Closed Bug 580314 Opened 14 years ago Closed 12 years ago

Move jstl into mozilla/tl

Categories

(Core :: MFBT, defect)

defect
Not set
normal

Tracking

()

RESOLVED FIXED
Tracking Status
blocking2.0 --- -

People

(Reporter: dwitte, Unassigned)

Details

We're starting to get more code duplication between templated stl-ish classes -- jshashtable vs nsTHashtable, jsvector vs nsTArray. It would be much nicer if we had a common template library, with tunable parameters or specializations for whatever divergences need to exist between js* and nsT*.

This would probably best be done as a new toplevel dir, mozilla/tl, and namespaced as mozilla::tl. Whatever non-templated code we have could be built into an always-static lib that's linked into whatever dynamic libs we have (libmozjs and libxul, f.e.). Object duplication shouldn't be a big deal since we're not talking a whole lot of code or copies here.

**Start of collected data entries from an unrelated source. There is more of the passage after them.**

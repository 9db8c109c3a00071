use framebuffer::core::{channels, decode, encode, pack, unpack, PixelFormat};

/// Deterministic spread of ARGB values, including channel extremes
fn sample_colors() -> Vec<u32> {
    let mut colors: Vec<u32> = (0..4096u32).map(|i| i.wrapping_mul(0x9E37_79B9)).collect();
    colors.extend([0x0000_0000, 0x00FF_FFFF, 0xFFFF_FFFF, 0x0080_8080, 0x0001_0101, 0x00FE_FDFC]);
    colors
}

// ============================================================================
// 24-bit
// ============================================================================

#[test]
fn test_888_round_trips_with_top_byte_masked() {
    for argb in sample_colors() {
        let rgb = argb & 0x00FF_FFFF;
        assert_eq!(unpack(PixelFormat::Rgb888, pack(PixelFormat::Rgb888, rgb)), rgb);
        assert_eq!(decode(PixelFormat::Rgb888, encode(PixelFormat::Rgb888, rgb).as_bytes()), rgb);
    }
}

#[test]
fn test_888_drops_alpha() {
    assert_eq!(unpack(PixelFormat::Rgb888, pack(PixelFormat::Rgb888, 0xAB12_3456)), 0x0012_3456);
}

// ============================================================================
// 16-bit
// ============================================================================

#[test]
fn test_565_example_from_orange() {
    // R=255, G=128, B=0 -> r5=31, g6=32, b5=0
    let packed = pack(PixelFormat::Rgb565, 0x00FF_8000);
    assert_eq!(packed, (31 << 11) | (32 << 5));
    assert_eq!(packed, 0xFC00);
    assert_eq!(unpack(PixelFormat::Rgb565, packed), 0x00F8_8000);
}

#[test]
fn test_565_lossy_bound() {
    for argb in sample_colors() {
        let (r, g, b) = channels(argb);
        let (r2, g2, b2) = channels(unpack(PixelFormat::Rgb565, pack(PixelFormat::Rgb565, argb)));

        assert!(r2 <= r && r - r2 < 8, "red {} -> {}", r, r2);
        assert!(g2 <= g && g - g2 < 4, "green {} -> {}", g, g2);
        assert!(b2 <= b && b - b2 < 8, "blue {} -> {}", b, b2);
    }
}

#[test]
fn test_565_is_not_identity() {
    let argb = 0x0012_3457;
    assert_ne!(unpack(PixelFormat::Rgb565, pack(PixelFormat::Rgb565, argb)), argb);
}

#[test]
fn test_565_truncates_rather_than_rounds() {
    // 0xFF/8 = 31.875 and 0x07/8 = 0.875; rounding would give 32 (overflow) and 1
    assert_eq!(pack(PixelFormat::Rgb565, 0x0007_0000), 0);
    assert_eq!(pack(PixelFormat::Rgb565, 0x0000_0300), 0);
    assert_eq!(pack(PixelFormat::Rgb565, 0x0000_0007), 0);
    assert_eq!(pack(PixelFormat::Rgb565, 0x000F_0000), 1 << 11);
}

#[test]
fn test_565_packed_value_is_preserved() {
    for bits in [0u32, 0x001F, 0x07E0, 0xF800, 0xFFFF, 0x1234] {
        assert_eq!(pack(PixelFormat::Rgb565, unpack(PixelFormat::Rgb565, bits)), bits);
    }
}

// ============================================================================
// 8-bit
// ============================================================================

#[test]
fn test_low8_is_blue_channel_only() {
    assert_eq!(pack(PixelFormat::Low8, 0x00FF_FF00), 0);
    assert_eq!(pack(PixelFormat::Low8, 0x0000_0080), 0x80);
    assert_eq!(encode(PixelFormat::Low8, 0x0012_34AB).as_bytes(), &[0xAB]);
}

#[test]
fn test_low8_reconstructs_low_byte_only() {
    for argb in sample_colors() {
        let back = unpack(PixelFormat::Low8, pack(PixelFormat::Low8, argb));
        assert_eq!(back, argb & 0xFF);
        assert_eq!(back & 0xFFFF_FF00, 0);
    }
}

// ============================================================================
// Dummy
// ============================================================================

#[test]
fn test_dummy_keeps_full_value() {
    for argb in sample_colors() {
        assert_eq!(unpack(PixelFormat::Dummy, pack(PixelFormat::Dummy, argb)), argb);
    }
}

I'm assuming that our decision to not pull in external tl's still stands, given that we can't deal with exceptions other than bad_alloc. And given that we already have multiple template implementations of vector and hash, unifying them is strictly better than the current situation. (We should endeavor to keep API close to stl where possible, such that familiarity is improved and the future possibility of switching to an external tl remains open.)
See also bug 550610. Most of the deps on that bug were fixed by doing STL wrappers to avoid exceptions and just using the STL classes directly.
I'm going to exaggerate slightly here, but not mainly for comic effect, rather to stiulate thinking.

After all these years, I am against grand-scale sharing. It often leads to bloat through over-generality, in which real bugs hide. C++ templates can help or hurt, so I won't assume they magically compile away the bug-inhabiting code.

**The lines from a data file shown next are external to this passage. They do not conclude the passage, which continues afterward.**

//! ARGB <-> on-device pixel conversions
//!
//! All conversions assume a format already validated by `PixelFormat::from_bpp`.
//! Channel reduction truncates: 16-bit packing floor-divides each channel and
//! unpacking zero-fills the dropped low bits, so 16-bit and 8-bit do not round trip.

use std::ops::Range;

use serde::{Deserialize, Serialize};

use super::pixel_format::PixelFormat;

/// Order of color channels in device memory
#[derive(Debug, Clone, Copy, PartialEq, Eq, Default, Serialize, Deserialize, clap::ValueEnum)]
#[serde(rename_all = "lowercase")]
pub enum ChannelOrder {
    /// Red in the most significant position (the usual fbdev layout)
    #[default]
    Rgb,
    /// Red and blue swapped
    Bgr,
}

impl ChannelOrder {
    /// Reorder an ARGB value for this channel order. Applying it twice is the identity.
    pub fn swizzle(self, argb: u32) -> u32 {
        match self {
            ChannelOrder::Rgb => argb,
            ChannelOrder::Bgr => {
                let r = (argb >> 16) & 0xFF;
                let b = argb & 0xFF;
                (argb & 0xFF00_FF00) | (b << 16) | r
            }
        }
    }
}

/// Split ARGB into its (r, g, b) channel bytes
pub fn channels(argb: u32) -> (u8, u8, u8) {
    ((argb >> 16) as u8, (argb >> 8) as u8, argb as u8)
}

/// Assemble (r, g, b) into an ARGB value with a zero top byte
pub fn from_channels(r: u8, g: u8, b: u8) -> u32 {
    ((r as u32) << 16) | ((g as u32) << 8) | b as u32
}

/// Pack an ARGB value into the format's on-device bits
pub fn pack(format: PixelFormat, argb: u32) -> u32 {
    match format {
        PixelFormat::Dummy => argb,
        PixelFormat::Low8 => argb & 0xFF,
        PixelFormat::Rgb565 => {
            let (r, g, b) = channels(argb);
            ((r as u32 / 8) << 11) | ((g as u32 / 4) << 5) | (b as u32 / 8)
        }
        PixelFormat::Rgb888 => argb & 0x00FF_FFFF,
    }
}

/// Reconstruct an ARGB value from on-device bits
pub fn unpack(format: PixelFormat, bits: u32) -> u32 {
    match format {
        PixelFormat::Dummy => bits,
        PixelFormat::Low8 => bits & 0xFF,
        PixelFormat::Rgb565 => {
            let r = ((bits >> 11) & 0x1F) << 3;
            let g = ((bits >> 5) & 0x3F) << 2;
            let b = (bits & 0x1F) << 3;
            (r << 16) | (g << 8) | b
        }
        PixelFormat::Rgb888 => bits & 0x00FF_FFFF,
    }
}

/// Packed bytes of one pixel, ready to copy into device memory
#[derive(Debug, Clone, Copy, PartialEq, Eq)]
pub struct PackedPixel {
    bytes: [u8; 3],
    len: usize,
}

impl PackedPixel {
    pub fn as_bytes(&self) -> &[u8] {
        &self.bytes[..self.len]
    }
}

/// Encode an ARGB value into the bytes stored at the pixel's address
pub fn encode(format: PixelFormat, argb: u32) -> PackedPixel {
    let bits = pack(format, argb);
    match format {
        PixelFormat::Dummy => PackedPixel { bytes: [0; 3], len: 0 },
        PixelFormat::Low8 => PackedPixel {
            bytes: [bits as u8, 0, 0],
            len: 1,
        },
        PixelFormat::Rgb565 => {
            let [a, b] = (bits as u16).to_ne_bytes();
            PackedPixel {
                bytes: [a, b, 0],
                len: 2,
            }
        }
        PixelFormat::Rgb888 => {
            let (r, g, b) = channels(bits);
            PackedPixel {
                bytes: [r, g, b],
                len: 3,
            }
        }
    }
}

/// Decode the bytes stored at a pixel's address back into ARGB.
/// Short input decodes as black.
pub fn decode(format: PixelFormat, bytes: &[u8]) -> u32 {
    match (format, bytes) {
        (PixelFormat::Low8, [v, ..]) => unpack(format, *v as u32),
        (PixelFormat::Rgb565, [a, b, ..]) => unpack(format, u16::from_ne_bytes([*a, *b]) as u32),
        (PixelFormat::Rgb888, [r, g, b, ..]) => from_channels(*r, *g, *b),
        _ => 0,
    }
}

/// Byte range of pixel `index` in device memory, `None` for unpacked formats
pub fn byte_range(format: PixelFormat, index: usize) -> Option<Range<usize>> {
    let bpp = format.bytes_per_pixel()?;
    let start = index.checked_mul(bpp)?;
    Some(start..start.checked_add(bpp)?)
}

/// Bytes of device memory needed for a `width` x `height` frame,
/// `None` if that does not fit in `usize`
pub fn frame_bytes(format: PixelFormat, width: u32, height: u32) -> Option<usize> {
    let pixels = (width as usize).checked_mul(height as usize)?;
    pixels.checked_mul(format.bytes_per_pixel().unwrap_or(0))
}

Sharing designs is easier than sharing code. Flat is better than nested. Fewer deps are better than more. And WebKit/JavaScriptCore has its WTF subdir. Taking these all together I would much rather keep jstl.h where it is, or grow it into a js/src subdir.

This last point about source location may seem like a detail, but SpiderMonkey is still separately embeddable (so is JavaScriptCore; so is v8 [see nodejs.org]; this is a competitive arena in which we are an old and aging player). I do not want creeping mozilla:: dependencies in SpiderMonkey because it's easy to predict they'll become hard to remove, and inconvenient to remove at the needed time.

/be
> And WebKit/JavaScriptCore has its WTF subdir.

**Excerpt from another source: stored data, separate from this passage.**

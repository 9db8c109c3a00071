// cli.rs - Command-line interface configuration
use std::path::PathBuf;

use clap::Parser;

use crate::core::ChannelOrder;
use crate::demo::Pattern;

#[derive(Parser, Debug, Clone, Default)]
#[command(name = "fb-demo")]
#[command(about = "Push animated test patterns to a framebuffer surface", long_about = None)]
pub struct Cli {
    /// Device path (/dev/fb1) or dummy_<W>x<H>
    #[arg(short, long)]
    pub device: Option<String>,

    /// JSON config file; flags given here override its values
    #[arg(short, long)]
    pub config: Option<PathBuf>,

    /// Maximum frame updates per second
    #[arg(long)]
    pub fps: Option<f32>,

    /// Stop after this many frames
    #[arg(long)]
    pub frames: Option<u64>,

    /// Test pattern to render
    #[arg(long, value_enum)]
    pub pattern: Option<Pattern>,

    /// Channel order of the device memory
    #[arg(long = "channel-order", value_enum)]
    pub channel_order: Option<ChannelOrder>,
}
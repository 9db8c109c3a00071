mod codec;
mod descriptor;
mod error;
mod linux;
mod pixel_format;
mod shadow;
mod surface;

pub use codec::{
    byte_range, channels, decode, encode, frame_bytes, from_channels, pack, unpack, ChannelOrder,
    PackedPixel,
};
pub use descriptor::Descriptor;
pub use error::{ErrorKind, FramebufferError, Result, ScreenQuery};
pub use linux::{LinuxFramebuffer, LinuxOpener};
pub use pixel_format::PixelFormat;
pub use shadow::ShadowFrame;
pub use surface::{OpenOptions, Surface};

Yes, and they use this throughout their layout engine, not just in JavaScriptCore.

Are we ok with using jstl in the rest of Gecko?  (I am; as long as we don't go breaking it.)
(In reply to comment #3)
> > And WebKit/JavaScriptCore has its WTF subdir.
> 
> Yes, and they use this throughout their layout engine, not just in
> JavaScriptCore.

I know, that's why I cited it.

> Are we ok with using jstl in the rest of Gecko?  (I am; as long as we don't go
> breaking it.)

You bet! But the Gecko folks' preference for reducing deps may make them say otherwise, although they already depend on js/src all over.

/be
Yeah; are we ok with such a dep in libxpcom and the rest?  I have no problem with it in gklayout, for the reason you describe...  But the point would be to share infrastructure with the rest of xpcom if we can.
What in XPCOM needs a redo? What is the benefit? If we are making XPCOM the old way of binary extensibility, ctypes the new, then why bother?

Just asking, I don't know the answers. My conviction at this stage is that any cleanup to XPCOM to make (e.g.) component manager use jshashtable is not worth the effort, and carries enough risk to avoid on its face.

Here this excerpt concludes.